Before the judge will grant the divorce, I have to take an 8 hour parenting after separation course. She's the one who cheated with a drug dealer and left me and the family - but I have to take this course because I'm the one filing. What utter bull****.

But whatever - I am happy it's proceeding and I cannot bloody wait to be rid of her as my wife. Sadly we have 2 small children together so I will never be really rid of her. That part blows.

But I am not sad, I have no regrets or reservations. Married 13 years - together 16. That's a long damn time.

Good riddance, you piece of trash.


----------



## ThreeStrikes (Aug 11, 2012)

Welcome to the other side


----------



## tom67 (Oct 2, 2012)

Beginning of your new life.
It will get easier.
And you will find someone special in time.


----------



## heartbroken0426 (Dec 4, 2013)

Congrats? I'm not sure if that's the right thing to say. A new chapter in your life will begin now!


----------



## beyondrepair (Aug 17, 2013)

Mine will be final on Tuesday.

Feeling ready to live again.

Best of luck to u.


----------



## LongWalk (Apr 4, 2013)

How much of the $50,000 in debt she racked up is on her back now?

She go involved with a coke dealer, if I remember correctly. Is she clean now?

Sad that she is not getting her head screwed on right, but she has so many problems that whatever love survived her affair was consumed in a few weeks.

She had trouble being remorseful but if she had would R have had a chance?

What kind music are you making these days?


----------



## manticore (Sep 3, 2013)

good for you man, I konw you have no regrets because even against your policy you tried R.

so how are de ladies, are you dating or still you are just focusing in yourself?


----------



## Healer (Jun 5, 2013)

LongWalk said:


> How much of the $50,000 in debt she racked up is on her back now?
> 
> She go involved with a coke dealer, if I remember correctly. Is she clean now?
> 
> ...


She declared bankruptcy - so she's cleared for now. Another aspect of her winning personality.

She swears she is clean, but a few weeks back she slept through picking the kids up and they were left with my mom who needed to get to work. I suspect she was wasted. I don't ever believe a word that comes out of her mouth, so...

No, regardless of remorse (she showed it but also at one point said "I deserve to be treated like a princess" - so it was feigned) or not I learned pretty quickly cheating is 100% a dealbreaker for me. Zero tolerance brother.

I am in 2 bands currently - playing lead guitar and backup vocals in an alt country/roots/folkabilly type deal, and fronting/lead guitar in a blues/funk/rock band. Both are gigging quite a bit. I am writing a fair bit - mostly roots/Americana/R&B sort of stuff. I'm actually spreading myself too thin - I need to reevaluate my priorities.

Thanks for asking!


----------



## LongWalk (Apr 4, 2013)

PM me YouTube links of you bank performing if you feel comfortable sharing your music.


----------



## Healer (Jun 5, 2013)

manticore said:


> good for you man, I konw you have no regrets because even against your policy you tried R.
> 
> so how are de ladies, are you dating or still you are just focusing in yourself?

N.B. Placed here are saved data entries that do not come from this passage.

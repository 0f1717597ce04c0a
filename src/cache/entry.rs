//! Cache entries, tier identifiers and per-tier statistics

use chrono::{DateTime, Utc};
use serde::{Deserialize, Serialize};
use std::collections::{BTreeSet, HashMap};
use std::sync::atomic::{AtomicU64, Ordering};
use std::time::Duration;

/// Cache layer, ordered fastest to slowest
#[derive(Debug, Clone, Copy, PartialEq, Eq, Hash, PartialOrd, Ord, Serialize, Deserialize)]
#[serde(rename_all = "snake_case")]
pub enum CacheTier {
    Hot,
    Distributed,
    Durable,
}

impl CacheTier {
    pub fn name(&self) -> &'static str {
        match self {
            CacheTier::Hot => "hot",
            CacheTier::Distributed => "distributed",
            CacheTier::Durable => "durable",
        }
    }
}

impl std::fmt::Display for CacheTier {
    fn fmt(&self, f: &mut std::fmt::Formatter<'_>) -> std::fmt::Result {
        f.write_str(self.name())
    }
}

/// A cached value with its lifetime and labels
///
/// An entry is live iff `now - created_at < ttl`. Copies promoted between
/// tiers keep `created_at` and `ttl`, so a promoted copy never outlives the
/// original.
#[derive(Debug, Clone, PartialEq, Serialize, Deserialize)]
pub struct CacheEntry<V> {
    pub key: String,
    pub value: V,
    pub created_at: DateTime<Utc>,
    pub ttl: Duration,
    pub tags: BTreeSet<String>,
    pub metadata: HashMap<String, serde_json::Value>,
}

impl<V> CacheEntry<V> {
    pub fn new(key: impl Into<String>, value: V, ttl: Duration) -> Self {
        Self {
            key: key.into(),
            value,
            created_at: Utc::now(),
            ttl,
            tags: BTreeSet::new(),
            metadata: HashMap::new(),
        }
    }

    pub fn with_tags<I, S>(mut self, tags: I) -> Self
    where
        I: IntoIterator<Item = S>,
        S: Into<String>,
    {
        self.tags = tags.into_iter().map(Into::into).collect();
        self
    }

    pub fn with_metadata(mut self, key: impl Into<String>, value: serde_json::Value) -> Self {
        self.metadata.insert(key.into(), value);
        self
    }

    /// Whether the entry is still live at `now`
    pub fn is_live_at(&self, now: DateTime<Utc>) -> bool {
        let age = now.signed_duration_since(self.created_at);
        match age.to_std() {
            Ok(age) => age < self.ttl,
            // created_at in the future (clock skew between processes)
            Err(_) => !self.ttl.is_zero(),
        }
    }

    pub fn is_expired(&self) -> bool {
        !self.is_live_at(Utc::now())
    }

    /// Lifetime left before expiry, zero once expired
    pub fn remaining_ttl(&self) -> Duration {
        let age = Utc::now()
            .signed_duration_since(self.created_at)
            .to_std()
            .unwrap_or_default();
        self.ttl.saturating_sub(age)
    }

    pub fn has_any_tag(&self, tags: &[String]) -> bool {
        tags.iter().any(|tag| self.tags.contains(tag))
    }

    /// Rough in-memory footprint of the entry
    pub fn estimated_size(&self) -> usize {
        std::mem::size_of::<Self>()
            + self.key.len()
            + self.tags.iter().map(String::len).sum::<usize>()
            + self.metadata.keys().map(String::len).sum::<usize>()
    }
}

/// Statistics snapshot for one tier
#[derive(Debug, Clone, Default, PartialEq, Serialize, Deserialize)]
pub struct CacheStats {
    pub hits: u64,
    pub misses: u64,
    pub evictions: u64,
    pub size: usize,
    pub hit_rate: f64,
    pub memory_usage: usize,
}

impl CacheStats {
    pub fn hit_rate(hits: u64, misses: u64) -> f64 {
        let lookups = hits + misses;
        if lookups == 0 {
            0.0
        } else {
            hits as f64 / lookups as f64
        }
    }
}

/// Atomic counters behind a [`CacheStats`] snapshot
#[derive(Debug, Default)]
pub(crate) struct CacheCounters {
    pub hits: AtomicU64,
    pub misses: AtomicU64,
    pub evictions: AtomicU64,
    pub errors: AtomicU64,
}

impl CacheCounters {
    pub fn record_hit(&self) {
        self.hits.fetch_add(1, Ordering::Relaxed);
    }

    pub fn record_miss(&self) {
        self.misses.fetch_add(1, Ordering::Relaxed);
    }

    pub fn record_evictions(&self, count: u64) {
        self.evictions.fetch_add(count, Ordering::Relaxed);
    }

    pub fn record_error(&self) {
        self.errors.fetch_add(1, Ordering::Relaxed);
    }

    pub fn snapshot(&self, size: usize, memory_usage: usize) -> CacheStats {
        let hits = self.hits.load(Ordering::Relaxed);
        let misses = self.misses.load(Ordering::Relaxed);
        CacheStats {
            hits,
            misses,
            evictions: self.evictions.load(Ordering::Relaxed),
            size,
            hit_rate: CacheStats::hit_rate(hits, misses),
            memory_usage,
        }
    }

    pub fn reset(&self) {
        self.hits.store(0, Ordering::Relaxed);
        self.misses.store(0, Ordering::Relaxed);
        self.evictions.store(0, Ordering::Relaxed);
        self.errors.store(0, Ordering::Relaxed);
    }
}

#[cfg(test)]
mod tests {
    use super::*;

    #[test]
    fn test_entry_liveness_boundary() {
        let entry = CacheEntry::new("k", "v", Duration::from_millis(100));
        let created = entry.created_at;

        assert!(entry.is_live_at(created + chrono::Duration::milliseconds(50)));
        assert!(!entry.is_live_at(created + chrono::Duration::milliseconds(100)));
        assert!(!entry.is_live_at(created + chrono::Duration::milliseconds(150)));
    }

    #[test]
    fn test_zero_ttl_is_never_live() {
        let entry = CacheEntry::new("k", 1, Duration::ZERO);
        assert!(entry.is_expired());
        assert_eq!(entry.remaining_ttl(), Duration::ZERO);
    }

    #[test]
    fn test_tag_intersection() {
        let entry = CacheEntry::new("k", 1, Duration::from_secs(1)).with_tags(["user:42", "order"]);
        assert!(entry.has_any_tag(&["order".to_string()]));
        assert!(entry.has_any_tag(&["nope".to_string(), "user:42".to_string()]));
        assert!(!entry.has_any_tag(&["user:7".to_string()]));
        assert!(!entry.has_any_tag(&[]));
    }

    #[test]
    fn test_hit_rate() {
        assert_eq!(CacheStats::hit_rate(0, 0), 0.0);
        assert_eq!(CacheStats::hit_rate(3, 1), 0.75);

        let counters = CacheCounters::default();
        counters.record_hit();
        counters.record_miss();
        let stats = counters.snapshot(1, 64);
        assert_eq!(stats.hit_rate, 0.5);
        assert_eq!(stats.size, 1);
    }
}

I pulled way back from dating, but I am casually seeing a pretty cool lady off and on (she's in Belize on business right now). Gigging consistently has opened a lot of doors with the ladies, but that scene is a bit icky. The drummer in particular is quite the player and I get pulled into his antics sometimes. It's amusing but drunk easy chicks aren't what I'm interested in - if it was I'd be with my ex. 

With my kids (I have them Tues-Sun), career, 2 bands, a knot-headed ex and a household to maintain, I'm a little overwhelmed right now. I really wish I could count on the stbxw to make good decisions and be a responsible adult/mother. But that just isn't happening. She continues to be the Queen of Bad Decisions. 

Thanks for asking, amigo.


----------